In view of the patient’s deteriorating clinical condition, likely disseminated disease, and our inability to source miltefosine, we opted for an aggressive treatment regimen using a combination of the six drugs we had access to: amphotericin B deoxycholate, fluconazole, mebendazole, cotrimoxazole, azithromycin, and metronidazole. The main limitation of this case report was that the authors could not conclusively demonstrate successful treatment of the Acanthamoeba infection as a repeat skin biopsy to demonstrate clearance of the pathogen was not undertaken. However, the reduction in the size of the cutaneous lesions and improvement in the patient’s general condition to the point that he was ready for discharge, and a planned outpatient follow-up, did provide circumstantial evidence of clinical improvement, and at the time, another skin biopsy was not thought to be necessary. Unfortunately, images demonstrating the observed clinical improvement are not available, and thus not included in this case report. Another limitation of this case report is that disseminated Acanthamoeba infection could not conclusively be excluded as the cause of the patient’s death, as a post-mortem could not be performed. However, the treatment received by our patient has been documented to be successful in some cases of cutaneous acanthamoebiasis in patients with HIV. Furthermore, the diagnosis of an HAI as the cause of death was supported indirectly by clinical and laboratory evidence, as detailed in the case report, and the growth of organisms from the blood culture specimens submitted may have been inhibited in vitro by the broad-spectrum drugs such as cotrimoxazole and azithromycin.

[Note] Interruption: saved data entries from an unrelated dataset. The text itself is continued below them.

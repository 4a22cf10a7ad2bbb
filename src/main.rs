// ==========================================
// Business Analytics - command line entry point
// ==========================================
// Headless runner: load one workbook, print the ranked summary tables
// for all five facets. Usage:
//
//   business-analytics <workbook.xlsx> [start YYYY-MM-DD] [end YYYY-MM-DD]
// ==========================================

use std::path::PathBuf;
use std::process::ExitCode;

use anyhow::{bail, Context, Result};
use chrono::NaiveDate;

use business_analytics::analysis::daily_checked_weight;
use business_analytics::domain::dataset::AnalysisDataset;
use business_analytics::domain::format::{fmt_amount, fmt_percent};
use business_analytics::{logging, AppState, DateFilter, WorkbookMapping};

fn main() -> ExitCode {
    logging::init();

    match run() {
        Ok(()) => ExitCode::SUCCESS,
        Err(err) => {
            tracing::error!("{err:#}");
            eprintln!("error: {err:#}");
            ExitCode::FAILURE
        }
    }
}

fn run() -> Result<()> {
    let args: Vec<String> = std::env::args().skip(1).collect();
    let (path, filter) = parse_args(&args)?;

    let mapping_path = business_analytics::config::default_mapping_path();
    let mapping = WorkbookMapping::load_or_default(mapping_path.as_deref());
    let state = AppState::new(mapping, filter);

    let dataset = state
        .load_file(&path)
        .with_context(|| format!("failed to load {}", path.display()))?;

    print_report(&dataset);
    Ok(())
}

fn parse_args(args: &[String]) -> Result<(PathBuf, DateFilter)> {
    let path = match args.first() {
        Some(p) => PathBuf::from(p),
        None => bail!("usage: business-analytics <workbook.xlsx> [start YYYY-MM-DD] [end YYYY-MM-DD]"),
    };

    let filter = match (args.get(1), args.get(2)) {
        (Some(start), Some(end)) => DateFilter::range(parse_date(start)?, parse_date(end)?),
        (Some(start), None) => {
            let day = parse_date(start)?;
            DateFilter::range(day, day)
        }
        _ => DateFilter::Disabled,
    };

    Ok((path, filter))
}

fn parse_date(text: &str) -> Result<NaiveDate> {
    NaiveDate::parse_from_str(text, "%Y-%m-%d")
        .with_context(|| format!("invalid date '{text}', expected YYYY-MM-DD"))
}

fn print_report(dataset: &AnalysisDataset) {
    println!("==================================================");
    println!("{} v{}", business_analytics::APP_NAME, business_analytics::VERSION);
    println!("File: {}", dataset.source_file.display());
    println!("Load: {} ({} rows)", dataset.load_id, dataset.total_rows());
    println!("==================================================");

    println!();
    println!("--- Clients (by shipment amount) ---");
    if dataset.clients.has_data() {
        for s in &dataset.clients.summaries {
            println!(
                "{:<30} shipped {:>14}  paid {:>14} ({})  share {}",
                s.client,
                fmt_amount(s.total_shipment_amount),
                fmt_amount(s.total_payment_amount),
                fmt_percent(s.payment_percentage),
                fmt_percent(s.shipment_share),
            );
        }
    } else {
        println!("no data");
    }

    println!();
    println!("--- Transport companies (by cost) ---");
    if dataset.transport.has_data() {
        for s in &dataset.transport.summaries {
            println!(
                "{:<30} cost {:>14} ({})  vehicles {:>3} ({})  weight {:>12}",
                s.company,
                fmt_amount(s.total_cost),
                fmt_percent(s.cost_share),
                s.vehicle_count,
                fmt_percent(s.vehicle_share),
                fmt_amount(s.total_weight),
            );
        }
    } else {
        println!("no data");
    }

    println!();
    println!("--- Contractors (by profit) ---");
    if dataset.contractors.has_data() {
        for s in &dataset.contractors.summaries {
            println!(
                "{:<30} profit {:>14} ({})  margin/t {:>12}  margin {}",
                s.contractor,
                fmt_amount(s.profit),
                fmt_percent(s.profit_share),
                fmt_amount(s.margin_per_ton),
                fmt_percent(s.margin_percentage),
            );
        }
    } else {
        println!("no data");
    }

    println!();
    println!("--- Suppliers (by material cost) ---");
    if dataset.suppliers.has_data() {
        for s in &dataset.suppliers.summaries {
            println!(
                "{:<30} cost {:>14} ({})  weight {:>12} ({})  avg/t {:>12}",
                s.supplier,
                fmt_amount(s.total_cost),
                fmt_percent(s.cost_share),
                fmt_amount(s.total_weight),
                fmt_percent(s.quantity_share),
                fmt_amount(s.avg_cost_per_ton),
            );
        }
    } else {
        println!("no data");
    }

    println!();
    println!("--- Quality control (by checked weight) ---");
    if dataset.quality.has_data() {
        for s in &dataset.quality.summaries {
            println!(
                "{:<30} weight {:>12} ({})  value {:>14}  productivity {:>10}",
                s.employee,
                fmt_amount(s.total_weight),
                fmt_percent(s.weight_share),
                fmt_amount(s.total_value),
                fmt_amount(s.productivity),
            );
        }

        let days = daily_checked_weight(&dataset.quality.rows);
        if !days.is_empty() {
            println!();
            println!("--- Checked weight per day ---");
            for (day, weight) in &days {
                println!("{}  {:>12}", day.format("%d.%m.%Y"), fmt_amount(*weight));
            }
        }
    } else {
        println!("no data");
    }
}
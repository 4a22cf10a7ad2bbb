// ==========================================
// Business Analytics - per-facet row extraction
// ==========================================
// One pass per facet over the data rows: coerce mapped cells, skip
// fully-blank rows, substitute "Unknown <entity>" placeholders, keep
// only rows that pass the facet's validity predicate. Coercion is
// total, so no single row can abort a pass.
// ==========================================

use std::path::Path;

use crate::config::WorkbookMapping;
use crate::domain::contractor::{ContractorRow, UNKNOWN_CONTRACTOR};
use crate::domain::dataset::ExtractedRows;
use crate::domain::quality::{QualityControlRow, UNKNOWN_EMPLOYEE};
use crate::domain::shipment::{ShipmentRow, UNKNOWN_CLIENT};
use crate::domain::supplier::{SupplierRow, UNKNOWN_SUPPLIER};
use crate::domain::transport::{TransportRow, UNKNOWN_COMPANY, UNKNOWN_VEHICLE};
use crate::extractor::error::ExtractResult;
use crate::extractor::header::{HeaderIndex, ResolvedColumns};
use crate::extractor::sheet::SheetTable;

/// Extracts the five facet row lists from one workbook sheet.
pub struct WorkbookExtractor {
    mapping: WorkbookMapping,
}

impl WorkbookExtractor {
    pub fn new(mapping: WorkbookMapping) -> Self {
        Self { mapping }
    }

    pub fn with_defaults() -> Self {
        Self::new(WorkbookMapping::default())
    }

    pub fn mapping(&self) -> &WorkbookMapping {
        &self.mapping
    }

    /// Open the file and extract all five facets in sheet order.
    pub fn extract(&self, path: &Path) -> ExtractResult<ExtractedRows> {
        let table = SheetTable::open(path)?;
        self.extract_from_table(&table)
    }

    /// Extract from an already-loaded sheet. Header resolution happens
    /// once, before any row is read.
    pub fn extract_from_table(&self, table: &SheetTable) -> ExtractResult<ExtractedRows> {
        let headers = HeaderIndex::from_row(table.row(self.mapping.header_row), self.mapping.header_row);
        let columns = ResolvedColumns::resolve(&self.mapping, &headers)?;

        let rows = ExtractedRows {
            shipments: self.extract_shipments(table, &columns),
            transport: self.extract_transport(table, &columns),
            contractors: self.extract_contractors(table, &columns),
            suppliers: self.extract_suppliers(table, &columns),
            quality: self.extract_quality(table, &columns),
        };

        tracing::info!(
            shipments = rows.shipments.len(),
            transport = rows.transport.len(),
            contractors = rows.contractors.len(),
            suppliers = rows.suppliers.len(),
            quality = rows.quality.len(),
            "extraction finished"
        );

        Ok(rows)
    }

    fn data_rows(&self, table: &SheetTable) -> std::ops::Range<usize> {
        self.mapping.data_start_row..table.row_count()
    }

    fn extract_shipments(&self, table: &SheetTable, columns: &ResolvedColumns) -> Vec<ShipmentRow> {
        let cols = columns.shipments;
        let mut rows = Vec::new();

        for i in self.data_rows(table) {
            let client = table.cell(i, cols.client).as_text();
            let amount = table.cell(i, cols.amount).as_number();
            let weight = table.cell(i, cols.weight).as_number();

            if client.is_empty() && amount == 0.0 && weight == 0.0 {
                continue;
            }

            let row = ShipmentRow {
                shipped_at: table.cell(i, cols.shipped_at).as_datetime(),
                client: if client.is_empty() {
                    UNKNOWN_CLIENT.to_string()
                } else {
                    client
                },
                shipment_amount: amount,
                shipment_weight: weight,
                paid_at: cols
                    .paid_at
                    .and_then(|col| table.cell(i, col).as_datetime()),
                payment_amount: table.cell(i, cols.payment_amount).as_number(),
            };

            if row.is_valid() {
                rows.push(row);
            } else {
                tracing::debug!(row = i + 1, "shipment row dropped by validity check");
            }
        }

        rows
    }

    fn extract_transport(&self, table: &SheetTable, columns: &ResolvedColumns) -> Vec<TransportRow> {
        let cols = columns.transport;
        let mut rows = Vec::new();

        for i in self.data_rows(table) {
            let company = table.cell(i, cols.company).as_text();
            let cost = table.cell(i, cols.cost).as_number();
            let weight = table.cell(i, cols.weight).as_number();

            if company.is_empty() && cost == 0.0 && weight == 0.0 {
                continue;
            }

            let vehicle = table.cell(i, cols.vehicle).as_text();
            let row = TransportRow {
                carried_at: table.cell(i, cols.carried_at).as_datetime(),
                company: if company.is_empty() {
                    UNKNOWN_COMPANY.to_string()
                } else {
                    company
                },
                cost,
                weight,
                vehicle: if vehicle.is_empty() {
                    UNKNOWN_VEHICLE.to_string()
                } else {
                    vehicle
                },
            };

            if row.is_valid() {
                rows.push(row);
            } else {
                tracing::debug!(row = i + 1, "transport row dropped by validity check");
            }
        }

        rows
    }

    fn extract_contractors(
        &self,
        table: &SheetTable,
        columns: &ResolvedColumns,
    ) -> Vec<ContractorRow> {
        let cols = columns.contractors;
        let mut rows = Vec::new();

        for i in self.data_rows(table) {
            let contractor = table.cell(i, cols.contractor).as_text();
            let weight = table.cell(i, cols.weight).as_number();
            let revenue = table.cell(i, cols.revenue).as_number();

            if contractor.is_empty() && weight == 0.0 && revenue == 0.0 {
                continue;
            }

            let row = ContractorRow {
                worked_at: table.cell(i, cols.worked_at).as_datetime(),
                contractor: if contractor.is_empty() {
                    UNKNOWN_CONTRACTOR.to_string()
                } else {
                    contractor
                },
                weight,
                revenue,
                materials_cost: table.cell(i, cols.materials_cost).as_number(),
                contractor_cost: table.cell(i, cols.contractor_cost).as_number(),
            };

            if row.is_valid() {
                rows.push(row);
            } else {
                tracing::debug!(row = i + 1, "contractor row dropped by validity check");
            }
        }

        rows
    }

    fn extract_suppliers(&self, table: &SheetTable, columns: &ResolvedColumns) -> Vec<SupplierRow> {
        let cols = columns.suppliers;
        let mut rows = Vec::new();

        for i in self.data_rows(table) {
            let supplier = table.cell(i, cols.supplier).as_text();
            let cost = table.cell(i, cols.cost).as_number();

            if supplier.is_empty() && cost == 0.0 {
                continue;
            }

            let row = SupplierRow {
                delivered_at: table.cell(i, cols.delivered_at).as_datetime(),
                supplier: if supplier.is_empty() {
                    UNKNOWN_SUPPLIER.to_string()
                } else {
                    supplier
                },
                material_cost: cost,
                material_weight: cols
                    .weight
                    .map(|col| table.cell(i, col).as_number())
                    .unwrap_or(0.0),
            };

            if row.is_valid() {
                rows.push(row);
            } else {
                tracing::debug!(row = i + 1, "supplier row dropped by validity check");
            }
        }

        rows
    }

    fn extract_quality(&self, table: &SheetTable, columns: &ResolvedColumns) -> Vec<QualityControlRow> {
        let cols = columns.quality;
        let mut rows = Vec::new();

        for i in self.data_rows(table) {
            let employee = table.cell(i, cols.employee).as_text();
            let weight = table.cell(i, cols.weight).as_number();
            let value = table.cell(i, cols.value).as_number();

            if employee.is_empty() && weight == 0.0 && value == 0.0 {
                continue;
            }

            let row = QualityControlRow {
                checked_at: table.cell(i, cols.checked_at).as_datetime(),
                employee: if employee.is_empty() {
                    UNKNOWN_EMPLOYEE.to_string()
                } else {
                    employee
                },
                weight,
                value,
            };

            if row.is_valid() {
                rows.push(row);
            } else {
                tracing::debug!(row = i + 1, "quality row dropped by validity check");
            }
        }

        rows
    }
}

In terms of a way forward, a database for all Acanthamoeba spp. infections and other free-living amoebae is needed in South Africa, in order to better describe the prevalence of disease, genotyping of isolates, clinical presentation, and response to treatment. A high index of clinical suspicion and a lower threshold for skin biopsies in immunocompromised patients is warranted, as the diagnosis is likely to be missed. Although there are alternative options for combination treatment in countries without access to miltefosine, efforts should be made to advocate for better access to miltefosine for the treatment of acanthamoebiasis in South Africa, as observational evidence has demonstrated better outcomes when miltefosine is used as part of a combination regimen.